QM/MM Geometry Optimisation with Qsite

Chose rightly and truncate wisely!

From our three 5 ps QM/MM production runs, we can summarise the geometrical parameters of ligand-protein interactions. However, to get a representative structure for reactant, transition state and product state we need to optimise the structure further. For this, we choose to take a random frame from our last QM/MM production run, and further truncated it to be used as input for a QM package. The truncation step involves, the removal of solvent molecules those are not within 5 Angstrom from any protein atom. Truncation step can be done by using the graphical structure modelling programs like VMD or Pymol or by using any programming tools like Biopdb module of Biopython library in python. Our main goal is to understand the structure of the active site and the nearby residues, we believe it would be better to leave the solvent molecules far apart from the active site, at the same time, it would save some computation time as well.

How to choose a snapshot from the MD simulations for QM/MM geometry optimisation?

For modelling the structural coordinates of the biocatalysis reactions, we often took random snapshots from the MD simulations, usually more than one for better statistical assessment. We advise a more investigative approach rather than choosing a random snapshot. In our case, we monitor some key geometrical parameters pertaining to hydride transfer, like the distance between the hydride acceptor (N1) and donor (N5), the angle between the N5, N1 and hydride (H1) etc. A table summarising these geometrical parameters is available as Table S1 in Sahrawat et al. (2024). The average value of the these parameters have been considered to obtain a frame from QM/MM MD simulations. This ensures that the chosen structure represents the active site better than a randomly chosen structure.

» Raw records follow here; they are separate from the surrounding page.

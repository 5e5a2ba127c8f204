//! Orientation of the globe and of the shells that travel with it.
//!
//! Each rigid group carries its own explicit yaw/pitch. The scheduler and the
//! drag handler write these values directly; nothing relies on transform
//! inheritance, so every shell's pose can be inspected without a renderer.

use crate::constants::{
    ATMOSPHERE_SPIN_RATE, BOUNDARY_SPIN_RATE, GLOBE_SPIN_RATE, PITCH_EPSILON,
    STARFIELD_DRAG_DAMPING, STARFIELD_SPIN_RATE,
};
use glam::{Mat4, Quat, Vec3};

/// Largest absolute pitch the globe may reach before it would flip over a pole.
pub const PITCH_LIMIT: f32 = std::f32::consts::FRAC_PI_2 - PITCH_EPSILON;

#[inline]
pub fn clamp_pitch(pitch: f32) -> f32 {
    if pitch.is_nan() {
        return 0.0;
    }
    pitch.clamp(-PITCH_LIMIT, PITCH_LIMIT)
}

/// Yaw about +Y followed by pitch about +X.
#[derive(Clone, Copy, Debug, Default, PartialEq)]
pub struct OrientationState {
    pub yaw: f32,
    pub pitch: f32,
}

impl OrientationState {
    pub fn new(yaw: f32, pitch: f32) -> Self {
        Self {
            yaw,
            pitch: clamp_pitch(pitch),
        }
    }

    /// Rotation taking globe-local coordinates to world coordinates.
    #[inline]
    pub fn rotation(&self) -> Quat {
        Quat::from_rotation_x(self.pitch) * Quat::from_rotation_y(self.yaw)
    }

    #[inline]
    pub fn model_matrix(&self) -> Mat4 {
        Mat4::from_quat(self.rotation())
    }

    #[inline]
    pub fn to_world(&self, local: Vec3) -> Vec3 {
        self.rotation() * local
    }

    #[inline]
    pub fn to_local(&self, world: Vec3) -> Vec3 {
        self.rotation().inverse() * world
    }

    pub fn add(&mut self, d_yaw: f32, d_pitch: f32) {
        self.yaw += d_yaw;
        self.pitch = clamp_pitch(self.pitch + d_pitch);
    }
}

/// Poses for every rigid group in the scene.
///
/// The globe body and its markers share `globe`. The atmosphere and boundary
/// shells follow every drag delta exactly, but autorotate at their own rates so
/// they drift slightly against the surface; the starfield gets a damped share
/// of both for parallax.
#[derive(Clone, Copy, Debug, Default, PartialEq)]
pub struct GroupTransforms {
    pub globe: OrientationState,
    pub atmosphere: OrientationState,
    pub boundary: OrientationState,
    pub starfield: OrientationState,
}

impl GroupTransforms {
    /// Apply a user drag delta. Pitch is clamped per group.
    pub fn apply_drag(&mut self, d_yaw: f32, d_pitch: f32) {
        self.globe.add(d_yaw, d_pitch);
        self.atmosphere.add(d_yaw, d_pitch);
        self.boundary.add(d_yaw, d_pitch);
        self.starfield.add(
            d_yaw * STARFIELD_DRAG_DAMPING,
            d_pitch * STARFIELD_DRAG_DAMPING,
        );
        // Shells never tilt independently of the body.
        self.atmosphere.pitch = self.globe.pitch;
        self.boundary.pitch = self.globe.pitch;
    }

    /// Advance autorotation by one frame at `speed` radians per frame.
    pub fn autorotate(&mut self, speed: f32) {
        self.globe.yaw += speed * GLOBE_SPIN_RATE;
        self.starfield.yaw += speed * STARFIELD_SPIN_RATE;
        self.atmosphere.yaw += speed * ATMOSPHERE_SPIN_RATE;
        self.boundary.yaw += speed * BOUNDARY_SPIN_RATE;
    }
}
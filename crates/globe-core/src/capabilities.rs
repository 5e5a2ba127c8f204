//! Renderer capability facts, resolved once when the GPU is initialized.

use crate::constants::MAX_ANISOTROPY;

#[derive(Clone, Copy, Debug, PartialEq, Eq)]
pub enum Anisotropy {
    Supported { max: u16 },
    Unsupported,
}

#[derive(Clone, Copy, Debug, PartialEq, Eq)]
pub struct RendererCapabilities {
    pub anisotropy: Anisotropy,
    pub srgb_surface: bool,
    pub max_texture_dimension: u32,
}

impl Default for RendererCapabilities {
    /// Conservative facts matching the WebGPU baseline limits.
    fn default() -> Self {
        Self {
            anisotropy: Anisotropy::Supported { max: MAX_ANISOTROPY },
            srgb_surface: true,
            max_texture_dimension: 8192,
        }
    }
}

impl RendererCapabilities {
    /// Sampler anisotropy clamp to use. 1 disables anisotropic filtering.
    #[inline]
    pub fn anisotropy_clamp(&self) -> u16 {
        match self.anisotropy {
            Anisotropy::Supported { max } => max.clamp(1, MAX_ANISOTROPY),
            Anisotropy::Unsupported => 1,
        }
    }
}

We have used Qsite (the QM/MM module of the Schroedinger package) for modelling the reaction coordinates using the truncated structure as an input. A brief description of our chosen parameters for QM/MM geometry optimisation is available in the methodology section of the supplementary information of Sahrawat et al. (2024). There are already several tutorials available demonstrating the QM/MM geometry optimisation of reaction coordinates:

QM/MM Geometry Optimisation Tutorials
- Qsite –> https://www.schrodinger.com/training/defining-qm-and-mm-regions-qsite221
- Gaussian –> http://schlegelgroup.wayne.edu/Software/oniomtoolTAO/TAOtutorial.html
- Orca –> https://www.orcasoftware.de/tutorials_orca/multi/basics.html
- NWChem –> https://nwchemgit.github.io/ONIOM.html

Our QM/MM geometry optimised structures of the active site for each reaction coordinate are available in our GitHub repo in tutorial/qmmm-geom-opt directory.